Developing data sharing governance with partners impacted system design significantly and should be considered as early as possible. Governance development should include involvement from partners, experienced legal experts, and data extraction stakeholders, and should be revisited during each incremental cycle. Governance stakeholders played a crucial role in system requirement definition from the design, content, and the technical mechanics of how data would be shared, and the methods used to access the resulting data.
Lessons learned highlight the importance of flexibility in implementation management, the on-going complexity of aligning data across each data site, challenges in engaging users, the impact of governance issues on design, and the need to focus on system utility in the early stages of development to sustain development across multi-disciplinary teams. Developing trusted environments is complex and critical for project success and in the cases of these pilot projects, achievable with appropriate resources.
4.2. Limitations
Limitations include the inability to compare the number of cycles and the overall resources and costs needed for these pilot architectures to other similar efforts, given clear baseline data on these metrics with other existing architectures have not been published consistently. However, we were able to use a reasonable number of cycles for each of these pilot projects and stay within resource constraints. We report on only a single approach for developing these architectures, which did not allow for comparisons or testing of different software development models. Future studies could address testing multiple software development models, particularly given convergence and definition of aspects of these models remains an active area of discovery.
5. CONCLUSION
We found that our spiral based PCF model was crucial for creating collaboration between our two pilot projects building functional federated data sharing architectures and provided great utility for promoting success and evaluating challenges within each pilot project. Multiple national efforts have and continue to invest in the development of novel network-based data sharing infrastructure development for research and cross collaborations would strengthen this work and likely increase success. The PCF model may help identify and establish necessary relationships and early detection of barriers within and between teams. Finding cohesive methods that focus on building appropriate early use cases, bringing in users, and systematically building trust among partners are needed to increase implementation success of data sharing architecture development projects.

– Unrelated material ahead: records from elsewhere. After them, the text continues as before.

//! Jellyseerr/Overseerr catalog client

use async_trait::async_trait;
use chrono::{DateTime, Utc};
use haruki_api::{
    Candidate, CatalogUser, MediaDetail, MediaKind, MediaStatus, RequestReceipt, Requester, UserId,
    UserRequest,
};
use haruki_remote_api::{CatalogClient, IdentityLinker, RemoteResult};
use haruki_util::OwnerKey;
use serde::{Deserialize, Serialize};
use std::time::Duration;
use tracing::{debug, warn};

use crate::client::{encode_query, JsonClient};

/// Page size when walking the user list
const USER_PAGE: u64 = 100;

/// Stop walking the user list after this many users
const USER_SCAN_LIMIT: u64 = 2000;

/// Page size when walking a user's requests
const REQUEST_PAGE: u64 = 100;

/// Stop walking a user's requests after this many
const REQUEST_SCAN_LIMIT: u64 = 2000;

pub struct JellyseerrClient {
    client: JsonClient,
}

impl JellyseerrClient {
    pub fn new(base_url: &str, api_key: &str, timeout: Duration) -> RemoteResult<Self> {
        Ok(Self {
            client: JsonClient::new(base_url, api_key, timeout)?,
        })
    }
}

#[derive(Debug, Deserialize)]
#[serde(rename_all = "camelCase")]
struct SearchResponse {
    #[serde(default)]
    results: Vec<SearchHit>,
}

#[derive(Debug, Deserialize)]
#[serde(rename_all = "camelCase")]
struct SearchHit {
    id: u64,
    #[serde(default)]
    media_type: String,
    #[serde(default)]
    title: String,
    #[serde(default)]
    name: String,
    #[serde(default)]
    release_date: String,
    #[serde(default)]
    first_air_date: String,
}

#[derive(Debug, Deserialize)]
#[serde(rename_all = "camelCase")]
struct DetailResponse {
    id: u64,
    #[serde(default)]
    title: String,
    #[serde(default)]
    name: String,
    #[serde(default)]
    overview: String,
    #[serde(default)]
    release_date: String,
    #[serde(default)]
    first_air_date: String,
    poster_path: Option<String>,
    media_info: Option<WireMediaInfo>,
}

#[derive(Debug, Deserialize)]
#[serde(rename_all = "camelCase")]
struct WireMediaInfo {
    #[serde(default)]
    status: i64,
    #[serde(default)]
    requests: Vec<WireRequest>,
}

#[derive(Debug, Deserialize)]
#[serde(rename_all = "camelCase")]
struct WireRequest {
    requested_by: WireUser,
}

#[derive(Debug, Deserialize)]
#[serde(rename_all = "camelCase")]
struct WireUser {
    id: u64,
    #[serde(default)]
    display_name: String,
    #[serde(default)]
    email: String,
    #[serde(default)]
    settings: Option<WireUserSettings>,
}

impl From<WireUser> for CatalogUser {
    fn from(wire: WireUser) -> Self {
        CatalogUser {
            id: UserId(wire.id),
            display_name: wire.display_name,
            email: wire.email,
            external_id: wire
                .settings
                .and_then(|s| s.discord_id)
                .filter(|d| !d.is_empty()),
        }
    }
}

#[derive(Debug, Deserialize)]
#[serde(rename_all = "camelCase")]
struct WireUserRequest {
    id: u64,
    #[serde(default, rename = "type")]
    request_type: String,
    #[serde(default)]
    title: String,
    #[serde(default)]
    is4k: bool,
    created_at: Option<DateTime<Utc>>,
    #[serde(default)]
    media: WireRequestMedia,
}

#[derive(Debug, Default, Deserialize)]
#[serde(rename_all = "camelCase")]
struct WireRequestMedia {
    #[serde(default)]
    tmdb_id: u64,
    #[serde(default)]
    status: i64,
    #[serde(default)]
    media_type: String,
    #[serde(default)]
    title: String,
    #[serde(default)]
    name: String,
    #[serde(default)]
    release_date: String,
}

impl WireUserRequest {
    fn kind(&self) -> Option<MediaKind> {
        MediaKind::parse(&self.request_type).or_else(|| MediaKind::parse(&self.media.media_type))
    }

    fn into_request(self) -> UserRequest {
        let kind = self.kind();
        let title = [self.title, self.media.title, self.media.name]
            .into_iter()
            .find(|t| !t.is_empty())
            .unwrap_or_default();
        UserRequest {
            id: self.id,
            kind,
            title,
            year: year_of(&self.media.release_date),
            media_status: MediaStatus::from_code(self.media.status),
            is_4k: self.is4k,
            created_at: self.created_at,
        }
    }
}

#[derive(Debug, Serialize)]
#[serde(rename_all = "camelCase")]
struct LinkPayload<'a> {
    discord_id: &'a str,
}

#[derive(Debug, Default, Deserialize)]
#[serde(rename_all = "camelCase")]
struct WireUserSettings {
    discord_id: Option<String>,
}

#[derive(Debug, Serialize)]
#[serde(rename_all = "camelCase")]
struct RequestPayload<'a> {
    media_type: &'a str,
    media_id: u64,
    user_id: u64,
    /// TV requests are rejected without a season selection
    #[serde(skip_serializing_if = "Option::is_none")]
    seasons: Option<&'a str>,
}

#[derive(Debug, Deserialize)]
#[serde(rename_all = "camelCase")]
struct RequestResponse {
    requested_by: Option<RequestedByCount>,
}

#[derive(Debug, Deserialize)]
#[serde(rename_all = "camelCase")]
struct RequestedByCount {
    #[serde(default)]
    request_count: u32,
}

#[derive(Debug, Deserialize)]
#[serde(rename_all = "camelCase")]
struct ListResponse<T> {
    #[serde(default = "Vec::new")]
    results: Vec<T>,
    #[serde(default)]
    total_results: u32,
    page_info: Option<PageInfo>,
}

#[derive(Debug, Deserialize)]
struct PageInfo {
    #[serde(default)]
    results: u32,
}

#[derive(Debug, Deserialize)]
struct UserRef {
    id: u64,
}

/// First four characters of a release date
fn year_of(date: &str) -> Option<String> {
    date.get(..4).map(str::to_string)
}

fn candidate_from_hit(hit: SearchHit, kind: MediaKind) -> Option<Candidate> {
    let hit_kind = if hit.media_type.is_empty() {
        kind
    } else {
        MediaKind::parse(&hit.media_type)?
    };
    if hit_kind != kind {
        return None;
    }

    let (title, date) = match kind {
        MediaKind::Tv => (
            if hit.name.is_empty() { hit.title } else { hit.name },
            if hit.first_air_date.is_empty() { hit.release_date } else { hit.first_air_date },
        ),
        MediaKind::Movie => (
            if hit.title.is_empty() { hit.name } else { hit.title },
            hit.release_date,
        ),
    };

    Some(Candidate {
        id: hit.id,
        kind,
        title,
        year: year_of(&date),
    })
}

fn detail_from_wire(wire: DetailResponse, kind: MediaKind) -> MediaDetail {
    let (title, date) = match kind {
        MediaKind::Tv if !wire.name.is_empty() => (wire.name, wire.first_air_date),
        MediaKind::Tv => (wire.title, wire.release_date),
        MediaKind::Movie if !wire.title.is_empty() => (wire.title, wire.release_date),
        MediaKind::Movie => (wire.name, wire.release_date),
    };
    let (status, requesters) = match wire.media_info {
        Some(info) => (
            MediaStatus::from_code(info.status),
            info.requests
                .into_iter()
                .map(|r| Requester {
                    id: UserId(r.requested_by.id),
                    display_name: r.requested_by.display_name,
                })
                .collect(),
        ),
        None => (MediaStatus::NotTracked, Vec::new()),
    };

    MediaDetail {
        id: wire.id,
        kind,
        title,
        year: year_of(&date),
        overview: wire.overview,
        poster_path: wire.poster_path.filter(|p| !p.is_empty()),
        status,
        requesters,
    }
}

#[async_trait]
impl CatalogClient for JellyseerrClient {
    async fn search(&self, query: &str, kind: MediaKind) -> RemoteResult<Vec<Candidate>> {
        let path = format!("/api/v1/search?query={}", encode_query(query));
        let response: SearchResponse = self.client.get(&path).await?;
        let candidates: Vec<Candidate> = response
            .results
            .into_iter()
            .filter_map(|hit| candidate_from_hit(hit, kind))
            .collect();
        debug!(query, kind = kind.as_str(), hits = candidates.len(), "Catalog search");
        Ok(candidates)
    }

    async fn detail(&self, kind: MediaKind, id: u64) -> RemoteResult<MediaDetail> {
        let path = format!("/api/v1/{}/{}?language=en", kind.as_str(), id);
        let wire: DetailResponse = self.client.get(&path).await?;
        Ok(detail_from_wire(wire, kind))
    }

    async fn submit_request(
        &self,
        kind: MediaKind,
        id: u64,
        user: UserId,
    ) -> RemoteResult<RequestReceipt> {
        let payload = RequestPayload {
            media_type: kind.as_str(),
            media_id: id,
            user_id: user.0,
            seasons: (kind == MediaKind::Tv).then_some("all"),
        };
        let response: RequestResponse = self.client.post("/api/v1/request", &payload).await?;
        Ok(RequestReceipt {
            request_count: response.requested_by.map(|r| r.request_count).unwrap_or(0),
        })
    }

    async fn user(&self, id: UserId) -> RemoteResult<CatalogUser> {
        let wire: WireUser = self.client.get(&format!("/api/v1/user/{}", id)).await?;
        Ok(wire.into())
    }

    async fn user_request_total(&self, id: UserId) -> RemoteResult<u32> {
        let path = format!("/api/v1/request?take=1&skip=0&requestedBy={}", id);
        let response: ListResponse<serde_json::Value> = self.client.get(&path).await?;
        let total = match response.page_info {
            Some(info) if response.total_results == 0 => info.results,
            _ => response.total_results,
        };
        Ok(total)
    }

    async fn user_requests(&self, id: UserId, include_finished: bool) -> RemoteResult<Vec<UserRequest>> {
        let mut requests = Vec::new();
        let mut skip = 0;
        while skip < REQUEST_SCAN_LIMIT {
            let path = format!("/api/v1/user/{}/requests?take={}&skip={}", id, REQUEST_PAGE, skip);
            let page: ListResponse<WireUserRequest> = self.client.get(&path).await?;
            let fetched = page.results.len() as u64;

            for wire in page.results {
                if !include_finished && MediaStatus::from_code(wire.media.status) == MediaStatus::Available {
                    continue;
                }
                let tmdb_id = wire.media.tmdb_id;
                let mut request = wire.into_request();
                // the list endpoint often omits titles
                if request.title.is_empty()
                    && tmdb_id != 0
                    && let Some(kind) = request.kind
                {
                    match self.detail(kind, tmdb_id).await {
                        Ok(detail) => {
                            request.title = detail.title;
                            if request.year.is_none() {
                                request.year = detail.year;
                            }
                        }
                        Err(e) => debug!(request = request.id, error = %e, "Title lookup failed"),
                    }
                }
                requests.push(request);
            }

            if fetched < REQUEST_PAGE {
                break;
            }
            skip += REQUEST_PAGE;
        }
        debug!(user = %id, count = requests.len(), include_finished, "Listed user requests");
        Ok(requests)
    }

    async fn list_users(&self) -> RemoteResult<Vec<CatalogUser>> {
        let mut users = Vec::new();
        let mut skip = 0;
        while skip < USER_SCAN_LIMIT {
            let path = format!("/api/v1/user?take={}&skip={}", USER_PAGE, skip);
            let page: ListResponse<UserRef> = self.client.get(&path).await?;
            if page.results.is_empty() {
                break;
            }

            for user_ref in &page.results {
                match self.user(UserId(user_ref.id)).await {
                    Ok(user) => users.push(user),
                    Err(e) => warn!(user = user_ref.id, error = %e, "Skipping unreadable catalog user"),
                }
            }

            if (page.results.len() as u64) < USER_PAGE {
                break;
            }
            skip += USER_PAGE;
        }
        Ok(users)
    }

    async fn link_external_identity(&self, id: UserId, owner: &OwnerKey) -> RemoteResult<()> {
        let path = format!("/api/v1/user/{}/settings", id);
        self.client
            .put_discard(&path, &LinkPayload { discord_id: owner.as_str() })
            .await?;
        debug!(user = %id, owner = %owner, "Linked catalog identity");
        Ok(())
    }
}

#[async_trait]
impl IdentityLinker for JellyseerrClient {
    async fn resolve_external_identity(&self, owner: &OwnerKey) -> RemoteResult<Option<UserId>> {
        let mut skip = 0;
        while skip < USER_SCAN_LIMIT {
            let path = format!("/api/v1/user?take={}&skip={}", USER_PAGE, skip);
            let page: ListResponse<UserRef> = self.client.get(&path).await?;
            if page.results.is_empty() {
                break;
            }

            for user_ref in &page.results {
                match self.user(UserId(user_ref.id)).await {
                    Ok(user) if user.external_id.as_deref() == Some(owner.as_str()) => {
                        debug!(owner = %owner, user = %user.id, "Resolved catalog identity");
                        return Ok(Some(user.id));
                    }
                    Ok(_) => {}
                    Err(e) => {
                        warn!(user = user_ref.id, error = %e, "Skipping unreadable catalog user");
                    }
                }
            }

            if (page.results.len() as u64) < USER_PAGE {
                break;
            }
            skip += USER_PAGE;
        }

        debug!(owner = %owner, "No catalog user linked");
        Ok(None)
    }
}
//! Config validation CLI tool
//!
//! Validates a harukid configuration file and reports any errors.

use clap::Parser;
use haruki_config::{ConfigError, ServiceEndpoint, CURRENT_CONFIG_VERSION};
use haruki_util::default_config_path;
use std::path::PathBuf;
use std::process::ExitCode;

/// Validate a harukid configuration file
#[derive(Parser, Debug)]
#[command(name = "validate-config", version)]
struct Args {
    /// Configuration file (default: $HARUKI_CONFIG or ~/.config/harukid/config.toml)
    config: Option<PathBuf>,

    /// Ignore JELLYSEERR_*, SONARR_*, RADARR_*, TAUTULLI_* and WEBHOOK_* overrides
    #[arg(long)]
    no_env: bool,
}

fn describe(endpoint: &Option<ServiceEndpoint>) -> String {
    match endpoint {
        Some(e) => e.url.clone(),
        None => "not configured".to_string(),
    }
}

fn main() -> ExitCode {
    let args = Args::parse();
    let config_path = args.config.unwrap_or_else(default_config_path);

    if !config_path.exists() {
        eprintln!("Error: Configuration file not found: {}", config_path.display());
        return ExitCode::from(1);
    }

    let result = if args.no_env {
        std::fs::read_to_string(&config_path)
            .map_err(ConfigError::from)
            .and_then(|content| haruki_config::parse_config(&content))
    } else {
        haruki_config::load_config(&config_path)
    };

    match result {
        Ok(settings) => {
            println!("✓ Configuration is valid");
            println!();
            println!("Summary:");
            println!("  Config version: {}", CURRENT_CONFIG_VERSION);
            println!("  Socket: {}", settings.service.socket_path.display());
            println!("  Catalog: {}", describe(&settings.catalog));
            println!("  Series: {}", describe(&settings.series));
            println!("  Movies: {}", describe(&settings.movies));
            println!("  Activity: {}", describe(&settings.activity));
            println!(
                "  Session TTL: {}s, page size {}, release cap {}",
                settings.wizard.session_ttl.as_secs(),
                settings.wizard.page_size,
                settings.wizard.release_cap
            );
            match &settings.webhook {
                Some(webhook) => println!(
                    "  Webhook: {}{} (auth {})",
                    webhook.listen,
                    webhook.path,
                    if webhook.auth_token.is_some() { "on" } else { "off" }
                ),
                None => println!("  Webhook: disabled"),
            }
            ExitCode::SUCCESS
        }
        Err(e) => {
            eprintln!("✗ Configuration validation failed");
            eprintln!();
            match &e {
                ConfigError::ReadError(io_err) => {
                    eprintln!("Failed to read file: {}", io_err);
                }
                ConfigError::ParseError(parse_err) => {
                    eprintln!("TOML parse error:");
                    eprintln!("  {}", parse_err);
                }
                ConfigError::ValidationFailed { errors } => {
                    eprintln!("Validation errors ({}):", errors.len());
                    for err in errors {
                        eprintln!("  - {}", err);
                    }
                }
                ConfigError::UnsupportedVersion(ver) => {
                    eprintln!(
                        "Unsupported config version: {} (expected {})",
                        ver, CURRENT_CONFIG_VERSION
                    );
                }
            }
            ExitCode::from(1)
        }
    }
}
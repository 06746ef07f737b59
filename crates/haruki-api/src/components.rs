//! Component identifiers attached to interactive controls

use serde::{Deserialize, Serialize};
use std::fmt;
use std::str::FromStr;

/// Identifies which control produced a component event.
///
/// The wire form is a dotted string (`request.select`), which is what a
/// bridge stores as the control's custom id.
#[derive(Debug, Clone, Copy, PartialEq, Eq, Hash, Serialize, Deserialize)]
pub enum ComponentId {
    #[serde(rename = "request.select")]
    RequestSelect,
    #[serde(rename = "request.confirm")]
    RequestConfirm,
    #[serde(rename = "request.notify")]
    RequestNotify,
    #[serde(rename = "request.abort")]
    RequestAbort,
    #[serde(rename = "remedy.media")]
    RemedySelectMedia,
    #[serde(rename = "remedy.media.next")]
    RemedyMediaNext,
    #[serde(rename = "remedy.media.prev")]
    RemedyMediaPrev,
    #[serde(rename = "remedy.season")]
    RemedySelectSeason,
    #[serde(rename = "remedy.episode")]
    RemedySelectEpisode,
    #[serde(rename = "remedy.episode.next")]
    RemedyEpisodeNext,
    #[serde(rename = "remedy.episode.prev")]
    RemedyEpisodePrev,
    #[serde(rename = "remedy.release")]
    RemedySelectRelease,
    #[serde(rename = "remedy.release.next")]
    RemedyReleaseNext,
    #[serde(rename = "remedy.release.prev")]
    RemedyReleasePrev,
    #[serde(rename = "remedy.release.change")]
    RemedyChangeRelease,
    #[serde(rename = "remedy.approve")]
    RemedyApprove,
    #[serde(rename = "remedy.abort")]
    RemedyAbort,
    #[serde(rename = "requests.next")]
    RequestListNext,
    #[serde(rename = "requests.prev")]
    RequestListPrev,
    #[serde(rename = "requests.abort")]
    RequestListAbort,
    #[serde(rename = "link.select")]
    LinkSelect,
    #[serde(rename = "link.next")]
    LinkNext,
    #[serde(rename = "link.prev")]
    LinkPrev,
    #[serde(rename = "link.abort")]
    LinkAbort,
}

impl ComponentId {
    pub const ALL: [ComponentId; 24] = [
        Self::RequestSelect,
        Self::RequestConfirm,
        Self::RequestNotify,
        Self::RequestAbort,
        Self::RemedySelectMedia,
        Self::RemedyMediaNext,
        Self::RemedyMediaPrev,
        Self::RemedySelectSeason,
        Self::RemedySelectEpisode,
        Self::RemedyEpisodeNext,
        Self::RemedyEpisodePrev,
        Self::RemedySelectRelease,
        Self::RemedyReleaseNext,
        Self::RemedyReleasePrev,
        Self::RemedyChangeRelease,
        Self::RemedyApprove,
        Self::RemedyAbort,
        Self::RequestListNext,
        Self::RequestListPrev,
        Self::RequestListAbort,
        Self::LinkSelect,
        Self::LinkNext,
        Self::LinkPrev,
        Self::LinkAbort,
    ];

    pub fn as_str(&self) -> &'static str {
        match self {
            Self::RequestSelect => "request.select",
            Self::RequestConfirm => "request.confirm",
            Self::RequestNotify => "request.notify",
            Self::RequestAbort => "request.abort",
            Self::RemedySelectMedia => "remedy.media",
            Self::RemedyMediaNext => "remedy.media.next",
            Self::RemedyMediaPrev => "remedy.media.prev",
            Self::RemedySelectSeason => "remedy.season",
            Self::RemedySelectEpisode => "remedy.episode",
            Self::RemedyEpisodeNext => "remedy.episode.next",
            Self::RemedyEpisodePrev => "remedy.episode.prev",
            Self::RemedySelectRelease => "remedy.release",
            Self::RemedyReleaseNext => "remedy.release.next",
            Self::RemedyReleasePrev => "remedy.release.prev",
            Self::RemedyChangeRelease => "remedy.release.change",
            Self::RemedyApprove => "remedy.approve",
            Self::RemedyAbort => "remedy.abort",
            Self::RequestListNext => "requests.next",
            Self::RequestListPrev => "requests.prev",
            Self::RequestListAbort => "requests.abort",
            Self::LinkSelect => "link.select",
            Self::LinkNext => "link.next",
            Self::LinkPrev => "link.prev",
            Self::LinkAbort => "link.abort",
        }
    }

    /// Whether the control belongs to the request wizard
    pub fn is_request(&self) -> bool {
        self.as_str().starts_with("request.")
    }
}

impl fmt::Display for ComponentId {
    fn fmt(&self, f: &mut fmt::Formatter<'_>) -> fmt::Result {
        f.write_str(self.as_str())
    }
}

impl FromStr for ComponentId {
    type Err = String;

    fn from_str(s: &str) -> Result<Self, Self::Err> {
        Self::ALL
            .into_iter()
            .find(|id| id.as_str() == s)
            .ok_or_else(|| s.to_string())
    }
}
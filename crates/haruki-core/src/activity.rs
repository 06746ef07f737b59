//! Activity view: one card per stream the media server is playing

use haruki_api::{Caller, Reply, View};
use haruki_config::WizardSettings;
use haruki_remote_api::{with_deadline, ActivityClient};
use std::sync::Arc;
use std::time::Duration;
use tracing::{debug, warn};

use crate::access::role_denied;
use crate::render;

pub const ACTIVITY_NOT_CONFIGURED: &str = "Activity service is not configured.";

const ACTIVITY_TIMEOUT: Duration = Duration::from_secs(10);

/// Stateless: every invocation fetches afresh
pub struct ActivityView {
    settings: WizardSettings,
    client: Option<Arc<dyn ActivityClient>>,
}

impl ActivityView {
    pub fn new(settings: WizardSettings, client: Option<Arc<dyn ActivityClient>>) -> Self {
        Self { settings, client }
    }

    pub fn is_configured(&self) -> bool {
        self.client.is_some()
    }

    pub async fn invoke(&self, caller: &Caller) -> Reply {
        if let Some(denied) = role_denied(&self.settings, caller) {
            return denied;
        }
        let Some(client) = &self.client else {
            return Reply::ephemeral(ACTIVITY_NOT_CONFIGURED);
        };

        match with_deadline(ACTIVITY_TIMEOUT, client.current_activity()).await {
            Ok(sessions) if sessions.is_empty() => {
                Reply::render(View::notice("No active sessions right now."))
            }
            Ok(sessions) => {
                debug!(owner = %caller.owner, streams = sessions.len(), "Activity shown");
                Reply::render(render::activity(&sessions))
            }
            Err(e) => {
                warn!(error = %e, "Activity lookup failed");
                Reply::render(View::notice(format!("Failed to fetch activity: {}", e)))
            }
        }
    }
}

Future work would benefit from cross collaborations between similar data architecture building projects, definition of use cases early in the process, and proper resources to support work in building trust between partners. Use of software development models can support this future work and help create standard processes for building these complex architectures.
Highlights.
We describe two federated data-sharing case examples
Using a spiral model and four themes we iterated the data-sharing architectures
Cross collaboration between networks resulted in critical knowledge sharing
Summary points.
Building federated data-sharing architectures requires supporting a range of data owners, effective and validated semantic alignment between data resources, and consistent focus on end-users.
Establishing these resources requires recognition of development methodologies that support internal validation of data extraction and translation processes, sustaining meaningful partnerships, and delivering clear and measurable system utility.
ACKNOWLEDGEMENTS
We would like to thank our Institute for Translational Health Sciences colleagues with the Data QUEST and the CICTR projects and the DARTNet Institute. This research was supported by the National Center for Advancing Translational Sciences, Clinical and Translational Science Award for the Institute for Translational Health Sciences UL1TR000423 and Contract #HHSN268200700031C.
Footnotes
Publisher's Disclaimer: This is a PDF file of an unedited manuscript that has been accepted for publication. As a service to our customers we are providing this early version of the manuscript. The manuscript will undergo copyediting, typesetting, and review of the resulting proof before it is published in its final citable form. Please note that during the production process errors may be discovered which could affect the content, and all legal disclaimers that apply to the journal pertain.
Conflict of Interest
We wish to confirm that there are no known conflicts of interest associated with this publication and there has been no significant financial support for this work that could have influenced its outcome.
We confirm that the manuscript has been read and approved by all named authors and that there are no other persons who satisfied the criteria for authorship but are not listed. We further confirm that the order of authors listed in the manuscript has been approved by all of us.
We confirm that we have given due consideration to the protection of intellectual property associated with this work and that there are no impediments to publication, including the timing of publication, with respect to intellectual property. In so doing we confirm that we have followed the regulations of our institutions concerning intellectual property.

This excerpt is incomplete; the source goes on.